Dong’s supporters say he was fired from his police duties in China in 1999 because he signed a public letter similar to the anniversary of the 1989 Tiananmen Square protests.

He was then imprisoned for 3 years for “inciting subversion of state power. “

“Dong Guangping, like other brave activists in China, refused to remain silent around Tiananmen. The Chinese government brutally suppresses all attempts, adding those of relatives of academics who have been killed, to hold ceremonies commemorating their deaths, not to mention further campaigns insisting that the event be told,” said Neve, who is now a senior research fellow at the University of Ottawa.

Dong Guangping, an activist who in the past had spoken out against China’s attempts to erase the bloody final results of the 1989 Tiananmen Square student protest, has “disappeared,” according to his daughter.

Dong fled to Thailand in 2015 with his wife and daughter, who were resettled in Canada as refugees but were unable to leave. Although designated as a refugee through the United Nations High Commissioner for Refugees, Thailand returned Dong to China, where he was imprisoned for another 3 and a half years.
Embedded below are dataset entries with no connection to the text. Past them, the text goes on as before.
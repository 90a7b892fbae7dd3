//! Tessera Test Utilities
//!
//! Shared test infrastructure for the Tessera workspace:
//! - Proptest generators for identifiers and JSON payloads
//! - Fault-injecting store wrappers for failure-isolation tests
//! - Fixtures for common scenarios
//! - Assertions on the error taxonomy

pub use tessera_core::{
    ActionClass, EntryKey, QuotaPolicy, StorageError, TenantId, TesseraError, TesseraResult,
    Timestamp, ValidationError, MAX_PAYLOAD_BYTES,
};
pub use tessera_storage::{
    DurableStore, FastStore, MemoryDurableStore, MemoryFastStore, QuotaBackend, WindowCounters,
};

use async_trait::async_trait;
use std::collections::BTreeSet;
use std::sync::atomic::{AtomicBool, AtomicU64, Ordering};
use std::sync::RwLock;
use std::time::Duration;

// ============================================================================
// FAULT-INJECTING STORES
// ============================================================================

fn injected(backend: &str) -> TesseraError {
    StorageError::unavailable(backend, "injected failure").into()
}

/// Durable layer whose upserts fail for selected tenants or keys.
///
/// Every other call goes to an in-memory durable store. Deletes can be
/// switched to fail for all tenants.
#[derive(Debug, Default)]
pub struct FlakyDurableStore {
    inner: MemoryDurableStore,
    failing_tenants: RwLock<BTreeSet<TenantId>>,
    failing_keys: RwLock<BTreeSet<(TenantId, EntryKey)>>,
    fail_deletes: AtomicBool,
    upsert_attempts: AtomicU64,
}

impl FlakyDurableStore {
    pub fn new() -> Self {
        Self::default()
    }

    /// Make every upsert for `tenant` fail until [`heal`](Self::heal).
    pub fn fail_upserts_for(&self, tenant: &TenantId) {
        if let Ok(mut set) = self.failing_tenants.write() {
            set.insert(tenant.clone());
        }
    }

    /// Make upserts of one key fail until [`heal`](Self::heal).
    pub fn fail_upserts_for_key(&self, tenant: &TenantId, key: &EntryKey) {
        if let Ok(mut set) = self.failing_keys.write() {
            set.insert((tenant.clone(), key.clone()));
        }
    }

    pub fn heal(&self, tenant: &TenantId) {
        if let Ok(mut set) = self.failing_tenants.write() {
            set.remove(tenant);
        }
        if let Ok(mut set) = self.failing_keys.write() {
            set.retain(|(t, _)| t != tenant);
        }
    }

    pub fn fail_deletes(&self, fail: bool) {
        self.fail_deletes.store(fail, Ordering::SeqCst);
    }

    /// Upserts attempted, failed or not.
    pub fn upsert_attempts(&self) -> u64 {
        self.upsert_attempts.load(Ordering::SeqCst)
    }

    pub fn inner(&self) -> &MemoryDurableStore {
        &self.inner
    }

    fn upserts_failing(&self, tenant: &TenantId, key: &EntryKey) -> bool {
        let tenant_failing = self
            .failing_tenants
            .read()
            .map(|set| set.contains(tenant))
            .unwrap_or(true);
        tenant_failing
            || self
                .failing_keys
                .read()
                .map(|set| set.contains(&(tenant.clone(), key.clone())))
                .unwrap_or(true)
    }
}

#[async_trait]
impl DurableStore for FlakyDurableStore {
    async fn upsert(
        &self,
        tenant: &TenantId,
        key: &EntryKey,
        value: &[u8],
        updated_at: Timestamp,
    ) -> TesseraResult<()> {
        self.upsert_attempts.fetch_add(1, Ordering::SeqCst);
        if self.upserts_failing(tenant, key) {
            return Err(injected("postgres"));
        }
        self.inner.upsert(tenant, key, value, updated_at).await
    }

    async fn delete(&self, tenant: &TenantId, key: &EntryKey) -> TesseraResult<bool> {
        if self.fail_deletes.load(Ordering::SeqCst) {
            return Err(injected("postgres"));
        }
        self.inner.delete(tenant, key).await
    }

    async fn footprint(&self, tenant: &TenantId) -> TesseraResult<u64> {
        self.inner.footprint(tenant).await
    }

    async fn oldest(&self, tenant: &TenantId) -> TesseraResult<Option<(EntryKey, Timestamp)>> {
        self.inner.oldest(tenant).await
    }

    async fn get(
        &self,
        tenant: &TenantId,
        key: &EntryKey,
    ) -> TesseraResult<Option<(Vec<u8>, Timestamp)>> {
        self.inner.get(tenant, key).await
    }

    async fn ping(&self) -> TesseraResult<()> {
        self.inner.ping().await
    }
}

/// Fast layer that can refuse enumeration, fail single reads, or go down
/// entirely.
#[derive(Debug, Default)]
pub struct FailingFastStore {
    inner: MemoryFastStore,
    fail_listing: AtomicBool,
    failing_key_listings: RwLock<BTreeSet<TenantId>>,
    failing_reads: RwLock<BTreeSet<(TenantId, EntryKey)>>,
    down: AtomicBool,
}

impl FailingFastStore {
    pub fn new() -> Self {
        Self::default()
    }

    /// Make `list_tenants` fail while every other call keeps working.
    pub fn fail_listing(&self, fail: bool) {
        self.fail_listing.store(fail, Ordering::SeqCst);
    }

    /// Make `list_keys` fail for one tenant.
    pub fn fail_key_listing_for(&self, tenant: &TenantId) {
        if let Ok(mut set) = self.failing_key_listings.write() {
            set.insert(tenant.clone());
        }
    }

    /// Make `get` fail for one key.
    pub fn fail_reads_for(&self, tenant: &TenantId, key: &EntryKey) {
        if let Ok(mut set) = self.failing_reads.write() {
            set.insert((tenant.clone(), key.clone()));
        }
    }

    /// Make every call fail.
    pub fn set_down(&self, down: bool) {
        self.down.store(down, Ordering::SeqCst);
    }

    pub fn inner(&self) -> &MemoryFastStore {
        &self.inner
    }

    fn check(&self) -> TesseraResult<()> {
        if self.down.load(Ordering::SeqCst) {
            Err(injected("redis"))
        } else {
            Ok(())
        }
    }
}

#[async_trait]
impl FastStore for FailingFastStore {
    async fn put(&self, tenant: &TenantId, key: &EntryKey, value: &[u8]) -> TesseraResult<()> {
        self.check()?;
        self.inner.put(tenant, key, value).await
    }

    async fn get(&self, tenant: &TenantId, key: &EntryKey) -> TesseraResult<Option<Vec<u8>>> {
        self.check()?;
        let read_failing = self
            .failing_reads
            .read()
            .map(|set| set.contains(&(tenant.clone(), key.clone())))
            .unwrap_or(true);
        if read_failing {
            return Err(injected("redis"));
        }
        self.inner.get(tenant, key).await
    }

    async fn remove(&self, tenant: &TenantId, key: &EntryKey) -> TesseraResult<bool> {
        self.check()?;
        self.inner.remove(tenant, key).await
    }

    async fn list_tenants(&self) -> TesseraResult<Vec<TenantId>> {
        self.check()?;
        if self.fail_listing.load(Ordering::SeqCst) {
            return Err(injected("redis"));
        }
        self.inner.list_tenants().await
    }

    async fn list_keys(&self, tenant: &TenantId) -> TesseraResult<Vec<EntryKey>> {
        self.check()?;
        let listing_failing = self
            .failing_key_listings
            .read()
            .map(|set| set.contains(tenant))
            .unwrap_or(true);
        if listing_failing {
            return Err(injected("redis"));
        }
        self.inner.list_keys(tenant).await
    }

    async fn ping(&self) -> TesseraResult<()> {
        self.check()
    }
}

/// Quota counter backend that can never be reached.
#[derive(Debug, Default, Clone, Copy)]
pub struct UnreachableQuotaBackend;

#[async_trait]
impl QuotaBackend for UnreachableQuotaBackend {
    async fn try_acquire(
        &self,
        _tenant: &TenantId,
        _action: ActionClass,
        _limit: u32,
        _window: Duration,
    ) -> TesseraResult<bool> {
        Err(injected("quota"))
    }
}

// ============================================================================
// PROPTEST GENERATORS
// ============================================================================

pub mod generators {
    //! Proptest strategies for Tessera inputs.

    use super::*;
    use proptest::prelude::*;
    use serde_json::Value;

    /// Generate a valid tenant identifier.
    pub fn arb_tenant_id() -> impl Strategy<Value = TenantId> {
        "[a-z][a-z0-9_-]{0,15}".prop_filter_map("valid tenant id", |s| TenantId::new(s).ok())
    }

    /// Generate a valid entry key.
    pub fn arb_entry_key() -> impl Strategy<Value = EntryKey> {
        "[a-zA-Z0-9][a-zA-Z0-9:._-]{0,31}".prop_filter_map("valid key", |s| EntryKey::new(s).ok())
    }

    /// Generate an arbitrary JSON document.
    pub fn arb_json_value() -> impl Strategy<Value = Value> {
        let leaf = prop_oneof![
            Just(Value::Null),
            any::<bool>().prop_map(Value::from),
            any::<i64>().prop_map(Value::from),
            "[a-zA-Z0-9 ]{0,24}".prop_map(Value::from),
        ];
        leaf.prop_recursive(3, 32, 6, |inner| {
            prop_oneof![
                prop::collection::vec(inner.clone(), 0..6).prop_map(Value::Array),
                prop::collection::btree_map("[a-z]{1,8}", inner, 0..6)
                    .prop_map(|m| Value::Object(m.into_iter().collect())),
            ]
        })
    }

    /// Generate the bytes of a well-formed JSON document.
    pub fn arb_json_payload() -> impl Strategy<Value = Vec<u8>> {
        arb_json_value().prop_map(|v| v.to_string().into_bytes())
    }

    /// Generate bytes that never parse as JSON.
    pub fn arb_malformed_payload() -> impl Strategy<Value = Vec<u8>> {
        "[a-z]{1,16}".prop_map(|s| format!("{{{}", s).into_bytes())
    }

    /// Generate a timestamp between 2020 and 2030.
    pub fn arb_timestamp() -> impl Strategy<Value = Timestamp> {
        (1_577_836_800i64..1_893_456_000i64).prop_map(|secs| {
            chrono::DateTime::from_timestamp(secs, 0).unwrap_or_else(chrono::Utc::now)
        })
    }
}

// ============================================================================
// FIXTURES
// ============================================================================

pub mod fixtures {
    //! Pre-built values for common scenarios.

    use super::*;
    use std::sync::Arc;

    /// Tenant identifier from a literal known to be valid.
    pub fn tenant(name: &str) -> TenantId {
        TenantId::new(name).expect("fixture tenant id must be valid")
    }

    /// Entry key from a literal known to be valid.
    pub fn key(name: &str) -> EntryKey {
        EntryKey::new(name).expect("fixture key must be valid")
    }

    /// A JSON string document of exactly `len` bytes (`len >= 2`).
    pub fn json_of_len(len: usize) -> Vec<u8> {
        assert!(len >= 2, "a JSON string needs at least its quotes");
        let mut body = Vec::with_capacity(len);
        body.push(b'"');
        body.resize(len - 1, b'a');
        body.push(b'"');
        body
    }

    /// Policy with small ceilings and the given window.
    pub fn tight_policy(read_limit: u32, write_limit: u32, window: Duration) -> QuotaPolicy {
        QuotaPolicy {
            read_limit,
            write_limit,
            window,
        }
    }

    /// Fresh in-memory fast and durable layers.
    pub fn memory_stores() -> (Arc<MemoryFastStore>, Arc<MemoryDurableStore>) {
        (
            Arc::new(MemoryFastStore::new()),
            Arc::new(MemoryDurableStore::new()),
        )
    }
}

// ============================================================================
// ASSERTIONS
// ============================================================================

pub mod assertions {
    //! Assertions on the Tessera error taxonomy.

    use super::*;

    pub fn assert_not_found<T: std::fmt::Debug>(result: &TesseraResult<T>) {
        assert!(
            matches!(result, Err(TesseraError::NotFound { .. })),
            "Expected NotFound, got {:?}",
            result
        );
    }

    pub fn assert_quota_exceeded<T: std::fmt::Debug>(
        result: &TesseraResult<T>,
        expected: ActionClass,
    ) {
        match result {
            Err(TesseraError::QuotaExceeded { action, .. }) => assert_eq!(
                *action, expected,
                "Quota rejection for wrong action class"
            ),
            other => panic!("Expected QuotaExceeded, got {:?}", other),
        }
    }

    pub fn assert_validation_error<T: std::fmt::Debug>(result: &TesseraResult<T>) {
        assert!(
            matches!(result, Err(TesseraError::Validation(_))),
            "Expected validation error, got {:?}",
            result
        );
    }

    pub fn assert_storage_error<T: std::fmt::Debug>(result: &TesseraResult<T>) {
        assert!(
            matches!(result, Err(TesseraError::Storage(_))),
            "Expected storage error, got {:?}",
            result
        );
    }
}

#[cfg(test)]
mod tests {
    use super::fixtures::*;
    use super::generators::*;
    use super::*;
    use proptest::prelude::*;

    #[test]
    fn test_json_of_len_is_exact_and_valid() {
        for len in [2, 3, 100, 4096] {
            let body = json_of_len(len);
            assert_eq!(body.len(), len);
            assert!(serde_json::from_slice::<serde_json::Value>(&body).is_ok());
        }
    }

    #[tokio::test]
    async fn test_flaky_durable_fails_only_selected_tenant() {
        let store = FlakyDurableStore::new();
        let now = chrono::Utc::now();
        store.fail_upserts_for(&tenant("bad"));

        assert!(store.upsert(&tenant("bad"), &key("k"), b"1", now).await.is_err());
        assert!(store.upsert(&tenant("good"), &key("k"), b"1", now).await.is_ok());
        assert_eq!(store.upsert_attempts(), 2);

        store.heal(&tenant("bad"));
        assert!(store.upsert(&tenant("bad"), &key("k"), b"1", now).await.is_ok());
    }

    #[tokio::test]
    async fn test_failing_fast_listing_only() {
        let store = FailingFastStore::new();
        store.fail_listing(true);
        store.put(&tenant("a"), &key("k"), b"1").await.unwrap();
        assert!(store.list_tenants().await.is_err());
        assert_eq!(store.list_keys(&tenant("a")).await.unwrap(), vec![key("k")]);
    }

    #[tokio::test]
    async fn test_flaky_durable_fails_only_selected_key() {
        let store = FlakyDurableStore::new();
        let now = chrono::Utc::now();
        store.fail_upserts_for_key(&tenant("a"), &key("bad"));

        assert!(store.upsert(&tenant("a"), &key("bad"), b"1", now).await.is_err());
        assert!(store.upsert(&tenant("a"), &key("ok"), b"1", now).await.is_ok());
        assert!(store.upsert(&tenant("b"), &key("bad"), b"1", now).await.is_ok());

        store.heal(&tenant("a"));
        assert!(store.upsert(&tenant("a"), &key("bad"), b"1", now).await.is_ok());
    }

    #[tokio::test]
    async fn test_failing_fast_single_read() {
        let store = FailingFastStore::new();
        store.put(&tenant("a"), &key("k1"), b"1").await.unwrap();
        store.put(&tenant("a"), &key("k2"), b"2").await.unwrap();
        store.fail_reads_for(&tenant("a"), &key("k1"));
        store.fail_key_listing_for(&tenant("b"));

        assert!(store.get(&tenant("a"), &key("k1")).await.is_err());
        assert_eq!(store.get(&tenant("a"), &key("k2")).await.unwrap(), Some(b"2".to_vec()));
        assert!(store.list_keys(&tenant("a")).await.is_ok());
        assert!(store.list_keys(&tenant("b")).await.is_err());
    }

    proptest! {
        #[test]
        fn prop_generated_payloads_parse(body in arb_json_payload()) {
            prop_assert!(serde_json::from_slice::<serde_json::Value>(&body).is_ok());
        }

        #[test]
        fn prop_malformed_payloads_do_not_parse(body in arb_malformed_payload()) {
            prop_assert!(serde_json::from_slice::<serde_json::Value>(&body).is_err());
        }
    }
}
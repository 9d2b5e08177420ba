//! Cache key scheme.
//!
//! | key                                   | value                         |
//! |---------------------------------------|-------------------------------|
//! | `parley:session:{id}`                 | one `ChatSession`             |
//! | `parley:messages:{session_id}`        | newest window of a session    |
//! | `parley:message:{id}`                 | one `ChatMessage`             |
//! | `parley:user_sessions:{user_id}`      | a user's sessions             |
//! | `parley:search:{session_id}:{digest}` | one search result page        |

use sha2::{Digest, Sha256};
use uuid::Uuid;

const PREFIX: &str = "parley";

pub fn session(id: &Uuid) -> String {
    format!("{PREFIX}:session:{id}")
}

pub fn session_messages(session_id: &Uuid) -> String {
    format!("{PREFIX}:messages:{session_id}")
}

pub fn message(id: &Uuid) -> String {
    format!("{PREFIX}:message:{id}")
}

pub fn user_sessions(user_id: &str) -> String {
    format!("{PREFIX}:user_sessions:{user_id}")
}

/// Prefix shared by every cached search of one session.
pub fn search_prefix(session_id: &Uuid) -> String {
    format!("{PREFIX}:search:{session_id}:")
}

/// Search results are keyed by a digest so arbitrary query text never ends
/// up in a key.
///
/// The digest covers the lowercased query and nothing else is normalized:
/// stores match case-insensitively, so only queries that fold to the same
/// needle may share an entry.
pub fn search(session_id: &Uuid, query: &str, limit: i64) -> String {
    let mut hasher = Sha256::new();
    hasher.update(limit.to_le_bytes());
    hasher.update(query.to_lowercase().as_bytes());
    let digest = hasher.finalize();
    let hex: String = digest[..8].iter().map(|b| format!("{b:02x}")).collect();
    format!("{}{hex}", search_prefix(session_id))
}
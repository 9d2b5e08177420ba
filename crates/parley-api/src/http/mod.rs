//! HTTP layer for Parley.
//!
//! The WebSocket upgrade at `/ws/chat`, token-protected session routes and
//! read-only diagnostics under `/api/v1/`, all answering in the envelope
//! response format.

pub mod error;
pub mod extractors;
pub mod handlers;
pub mod response;
pub mod router;
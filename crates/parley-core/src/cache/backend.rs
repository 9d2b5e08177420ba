//! Cache backend trait.
//!
//! Values are opaque JSON strings; the cache layer owns (de)serialization.
//! Every operation is fallible so a remote backend can report outages; the
//! cache layer absorbs those errors and falls back to the store.

use std::time::Duration;

use parley_types::error::CacheError;

/// Trait for a TTL key-value cache.
///
/// Uses RPITIT (native async fn in traits, Rust 2024 edition). The
/// in-process implementation is [`MemoryCacheBackend`](super::memory::MemoryCacheBackend).
pub trait CacheBackend: Send + Sync + 'static {
    /// Get a value by key. Expired entries read as `None`.
    fn get(
        &self,
        key: &str,
    ) -> impl std::future::Future<Output = Result<Option<String>, CacheError>> + Send;

    /// Set a value with a time-to-live (upsert).
    fn set(
        &self,
        key: &str,
        value: String,
        ttl: Duration,
    ) -> impl std::future::Future<Output = Result<(), CacheError>> + Send;

    /// Delete a key. Returns whether an entry was removed.
    fn delete(&self, key: &str)
    -> impl std::future::Future<Output = Result<bool, CacheError>> + Send;

    /// Delete every key starting with `prefix`. Returns how many were removed.
    fn delete_prefix(
        &self,
        prefix: &str,
    ) -> impl std::future::Future<Output = Result<usize, CacheError>> + Send;
}
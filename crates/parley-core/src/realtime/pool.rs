//! Registry of live connections.
//!
//! The pool is the only place connections are added, removed, or moved
//! between sessions. Secondary indexes by user and by session are kept
//! alongside the primary map; lookups through an index re-check the
//! connection itself, so a lookup racing a move never returns a connection
//! that is not actually in the requested group.

use std::collections::HashSet;
use std::hash::Hash;
use std::sync::Arc;
use std::time::Duration;

use dashmap::DashMap;
use serde::Serialize;
use tokio::time::MissedTickBehavior;
use tokio_util::sync::CancellationToken;
use tracing::{debug, info};
use uuid::Uuid;

use super::connection::Connection;
use super::rate_limit::RateLimiter;
use super::retry::RetryManager;

#[derive(Debug, Clone, Copy, Default, PartialEq, Eq, Serialize)]
pub struct PoolStats {
    pub connections: usize,
    pub users: usize,
    pub sessions: usize,
    pub pending_acks: usize,
}

/// Thread-safe connection registry with user and session indexes.
///
/// Never holds a guard on one map while touching another.
pub struct ConnectionPool {
    connections: DashMap<String, Arc<Connection>>,
    by_user: DashMap<String, HashSet<String>>,
    by_session: DashMap<Uuid, HashSet<String>>,
    retry: Arc<RetryManager>,
    idle_timeout: Duration,
}

fn index_add<K: Eq + Hash>(index: &DashMap<K, HashSet<String>>, key: K, id: &str) {
    index.entry(key).or_default().insert(id.to_string());
}

fn index_remove<K: Eq + Hash>(index: &DashMap<K, HashSet<String>>, key: &K, id: &str) {
    if let Some(mut ids) = index.get_mut(key) {
        ids.remove(id);
    }
    index.remove_if(key, |_, ids| ids.is_empty());
}

impl ConnectionPool {
    pub fn new(retry: Arc<RetryManager>, idle_timeout: Duration) -> Self {
        Self {
            connections: DashMap::new(),
            by_user: DashMap::new(),
            by_session: DashMap::new(),
            retry,
            idle_timeout,
        }
    }

    /// Add `conn`, replacing any connection registered under the same id.
    ///
    /// Registering the same connection twice is a no-op. A replaced
    /// connection is unindexed and its retries are abandoned.
    pub fn register(&self, conn: Arc<Connection>) -> Option<Arc<Connection>> {
        let id = conn.id().to_string();
        let previous = self.connections.insert(id.clone(), Arc::clone(&conn));

        if let Some(old) = &previous {
            if Arc::ptr_eq(old, &conn) {
                return None;
            }
            self.unindex(old);
            self.retry.cancel_connection(&id);
            old.clear_pending();
        }

        index_add(&self.by_user, conn.user_id().to_string(), &id);
        if let Some(session_id) = conn.session_id() {
            index_add(&self.by_session, session_id, &id);
        }
        debug!(connection_id = %id, user_id = %conn.user_id(), "Connection registered");
        previous
    }

    /// Remove a connection and abandon its pending retries.
    pub fn unregister(&self, connection_id: &str) -> Option<Arc<Connection>> {
        let (_, conn) = self.connections.remove(connection_id)?;
        self.unindex(&conn);
        let abandoned = self.retry.cancel_connection(connection_id);
        conn.clear_pending();
        debug!(
            connection_id = %connection_id,
            user_id = %conn.user_id(),
            abandoned,
            "Connection unregistered"
        );
        Some(conn)
    }

    fn unindex(&self, conn: &Connection) {
        index_remove(&self.by_user, &conn.user_id().to_string(), conn.id());
        if let Some(session_id) = conn.session_id() {
            index_remove(&self.by_session, &session_id, conn.id());
        }
    }

    pub fn get(&self, connection_id: &str) -> Option<Arc<Connection>> {
        self.connections.get(connection_id).map(|c| Arc::clone(&c))
    }

    fn resolve(&self, ids: Vec<String>, keep: impl Fn(&Connection) -> bool) -> Vec<Arc<Connection>> {
        ids.into_iter()
            .filter_map(|id| self.get(&id))
            .filter(|c| keep(c))
            .collect()
    }

    /// Every live connection of a user.
    pub fn by_user(&self, user_id: &str) -> Vec<Arc<Connection>> {
        let ids: Vec<String> = self
            .by_user
            .get(user_id)
            .map(|ids| ids.iter().cloned().collect())
            .unwrap_or_default();
        self.resolve(ids, |c| c.user_id() == user_id)
    }

    /// Every live connection joined to a session.
    pub fn by_session(&self, session_id: &Uuid) -> Vec<Arc<Connection>> {
        let ids: Vec<String> = self
            .by_session
            .get(session_id)
            .map(|ids| ids.iter().cloned().collect())
            .unwrap_or_default();
        self.resolve(ids, |c| c.session_id() == Some(*session_id))
    }

    /// Move a connection to `session_id` (or out of any session).
    ///
    /// Returns `false` if the connection is not registered.
    pub fn bind_session(&self, connection_id: &str, session_id: Option<Uuid>) -> bool {
        let Some(conn) = self.get(connection_id) else {
            return false;
        };
        let previous = conn.set_session(session_id);
        if previous == session_id {
            return true;
        }
        if let Some(old) = previous {
            index_remove(&self.by_session, &old, connection_id);
        }
        if let Some(new) = session_id {
            index_add(&self.by_session, new, connection_id);
            debug!(connection_id = %connection_id, session_id = %new, "Connection joined session");
        }
        true
    }

    /// Remove connections idle past the timeout or whose writer has gone.
    ///
    /// Returns the ids that were removed.
    pub fn sweep(&self) -> Vec<String> {
        let stale: Vec<String> = self
            .connections
            .iter()
            .filter(|c| c.is_closed() || c.idle_for() > self.idle_timeout)
            .map(|c| c.key().clone())
            .collect();

        for id in &stale {
            self.unregister(id);
        }
        if !stale.is_empty() {
            info!(removed = stale.len(), remaining = self.connections.len(), "Swept stale connections");
        }
        stale
    }

    /// Sweep on `interval` until cancelled, pruning idle rate-limit
    /// windows on the same tick.
    pub async fn run_sweeper(
        self: Arc<Self>,
        interval: Duration,
        rate_limiter: Option<Arc<RateLimiter>>,
        cancel: CancellationToken,
    ) {
        let mut ticker = tokio::time::interval(interval);
        ticker.set_missed_tick_behavior(MissedTickBehavior::Delay);
        ticker.tick().await;

        loop {
            tokio::select! {
                _ = cancel.cancelled() => break,
                _ = ticker.tick() => {
                    self.sweep();
                    if let Some(limiter) = &rate_limiter {
                        limiter.prune();
                    }
                }
            }
        }
        debug!("Connection sweeper stopped");
    }

    pub fn connection_count(&self) -> usize {
        self.connections.len()
    }

    pub fn user_count(&self) -> usize {
        self.by_user.len()
    }

    pub fn session_count(&self) -> usize {
        self.by_session.len()
    }

    /// Snapshot of every registered connection.
    pub fn all(&self) -> Vec<Arc<Connection>> {
        self.connections.iter().map(|c| Arc::clone(c.value())).collect()
    }

    pub fn stats(&self) -> PoolStats {
        PoolStats {
            connections: self.connection_count(),
            users: self.user_count(),
            sessions: self.session_count(),
            pending_acks: self.retry.pending_count(),
        }
    }

    pub fn retry_manager(&self) -> &Arc<RetryManager> {
        &self.retry
    }
}
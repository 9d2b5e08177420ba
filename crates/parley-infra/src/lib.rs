//! Infrastructure layer for Parley.
//!
//! Implements the ports defined in `parley-core`: SQLite storage for chat
//! sessions and messages, the built-in chat backend, and configuration
//! loading.

pub mod backend;
pub mod config;
pub mod sqlite;
//! SQLite storage layer.
//!
//! Repository implementations backed by SQLite with WAL mode and split
//! read/write connection pools.

pub mod chat;
pub mod pool;

pub use chat::SqliteChatRepository;
pub use pool::{DatabasePool, default_database_url, ensure_database_dir};
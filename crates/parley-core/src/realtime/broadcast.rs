//! Fan-out of outbound frames to groups of connections.

use std::sync::Arc;

use parley_types::envelope::{OutboundEnvelope, ServerEvent};
use serde::Serialize;
use tracing::{debug, warn};
use uuid::Uuid;

use super::connection::Connection;
use super::pool::ConnectionPool;
use super::retry::RetryManager;

/// Who a frame goes to.
#[derive(Debug, Clone, PartialEq, Eq)]
pub enum BroadcastTarget {
    /// Every connection joined to the session.
    Session(Uuid),
    /// Every connection of the user, whatever session it is on.
    User(String),
}

/// Per-broadcast delivery counts.
#[derive(Debug, Clone, Copy, Default, PartialEq, Eq)]
pub struct BroadcastReport {
    pub recipients: usize,
    pub queued: usize,
    pub dropped: usize,
}

/// Serializes a frame once and queues it on every target connection.
///
/// Queuing never blocks: a full or closed connection queue counts the frame
/// as dropped for that recipient and the rest still receive it.
pub struct Broadcaster {
    pool: Arc<ConnectionPool>,
    retry: Arc<RetryManager>,
}

impl Broadcaster {
    pub fn new(pool: Arc<ConnectionPool>, retry: Arc<RetryManager>) -> Self {
        Self { pool, retry }
    }

    fn members(&self, target: &BroadcastTarget) -> Vec<Arc<Connection>> {
        match target {
            BroadcastTarget::Session(id) => self.pool.by_session(id),
            BroadcastTarget::User(user_id) => self.pool.by_user(user_id),
        }
    }

    fn encode<T: Serialize>(payload: &T) -> Option<Arc<String>> {
        match serde_json::to_string(payload) {
            Ok(json) => Some(Arc::new(json)),
            Err(e) => {
                warn!(error = %e, "Failed to serialize outbound frame");
                None
            }
        }
    }

    /// Send a chat envelope to `target`.
    ///
    /// Successful envelopes carrying a message are tracked for
    /// acknowledgment on every connection they were queued to.
    pub fn broadcast(&self, target: &BroadcastTarget, envelope: &OutboundEnvelope) -> BroadcastReport {
        let Some(frame) = Self::encode(envelope) else {
            return BroadcastReport::default();
        };
        let ack = envelope.message_id().filter(|_| envelope.success);
        self.fan_out(target, frame, None, ack)
    }

    /// Send a transient event to `target`, optionally skipping one connection.
    pub fn broadcast_event(
        &self,
        target: &BroadcastTarget,
        event: &ServerEvent,
        exclude: Option<&str>,
    ) -> BroadcastReport {
        let Some(frame) = Self::encode(event) else {
            return BroadcastReport::default();
        };
        self.fan_out(target, frame, exclude, None)
    }

    /// Send a payload to exactly one connection, without ack tracking.
    pub fn send_to<T: Serialize>(&self, conn: &Connection, payload: &T) -> bool {
        match Self::encode(payload) {
            Some(frame) => conn.send(frame),
            None => false,
        }
    }

    fn fan_out(
        &self,
        target: &BroadcastTarget,
        frame: Arc<String>,
        exclude: Option<&str>,
        ack: Option<Uuid>,
    ) -> BroadcastReport {
        let mut report = BroadcastReport::default();
        for conn in self.members(target) {
            if exclude == Some(conn.id()) {
                continue;
            }
            report.recipients += 1;
            if conn.send(Arc::clone(&frame)) {
                report.queued += 1;
                if let Some(message_id) = ack {
                    self.retry.track(&conn, message_id, Arc::clone(&frame));
                }
            } else {
                report.dropped += 1;
                warn!(connection_id = %conn.id(), "Outbound queue full or closed, frame dropped");
            }
        }
        debug!(
            target_group = ?target,
            recipients = report.recipients,
            dropped = report.dropped,
            "Broadcast frame"
        );
        report
    }
}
In 2019, Dong back tried to escape by swimming from China’s east coast to an island controlled by Taiwan.

His daughter, Katherine, says her father swam for 12 hours before he “couldn’t take it anymore” and rescued him via a Chinese trawler.

In January 2020, the human rights activist fled for the third time and effectively crossed the border into northern Vietnam. Katherine says that while hiding in Hanoi, her father was moved from one safe place to another while the Canadian government manipulated the scenes to unload trips. documents for him.

First, Global Affairs Canada asked Dong’s circle of relatives to remain silent to allow diplomats to negotiate his release. I haven’t heard anything about Dong in weeks.

“Every hour, each and every day and each and every week that passes without knowing where you are, without knowing anything about your destiny means that the danger you face will only get worse. Silence probably wouldn’t help,” Neve said.

It is known how many Canadian-linked human rights activists are imprisoned in China, but Dong’s detention parallels the case of Canadian Uighur Huseyin Celil.

During a stopover abroad at his wife’s circle of relatives in Uzbekistan in March 2006, China asked the Uzbek government to arrest Celil and extradite him. Celil has been in jail for more than 16 years.

Fearing her father’s fate, Katherine Dong and her followers delivered non-public appeal letters to the Chinese and Vietnamese embassies in Ottawa on Thursday.

He asked either government to allow Canadian officials to stop at his father’s house and let him come to Canada without further delay.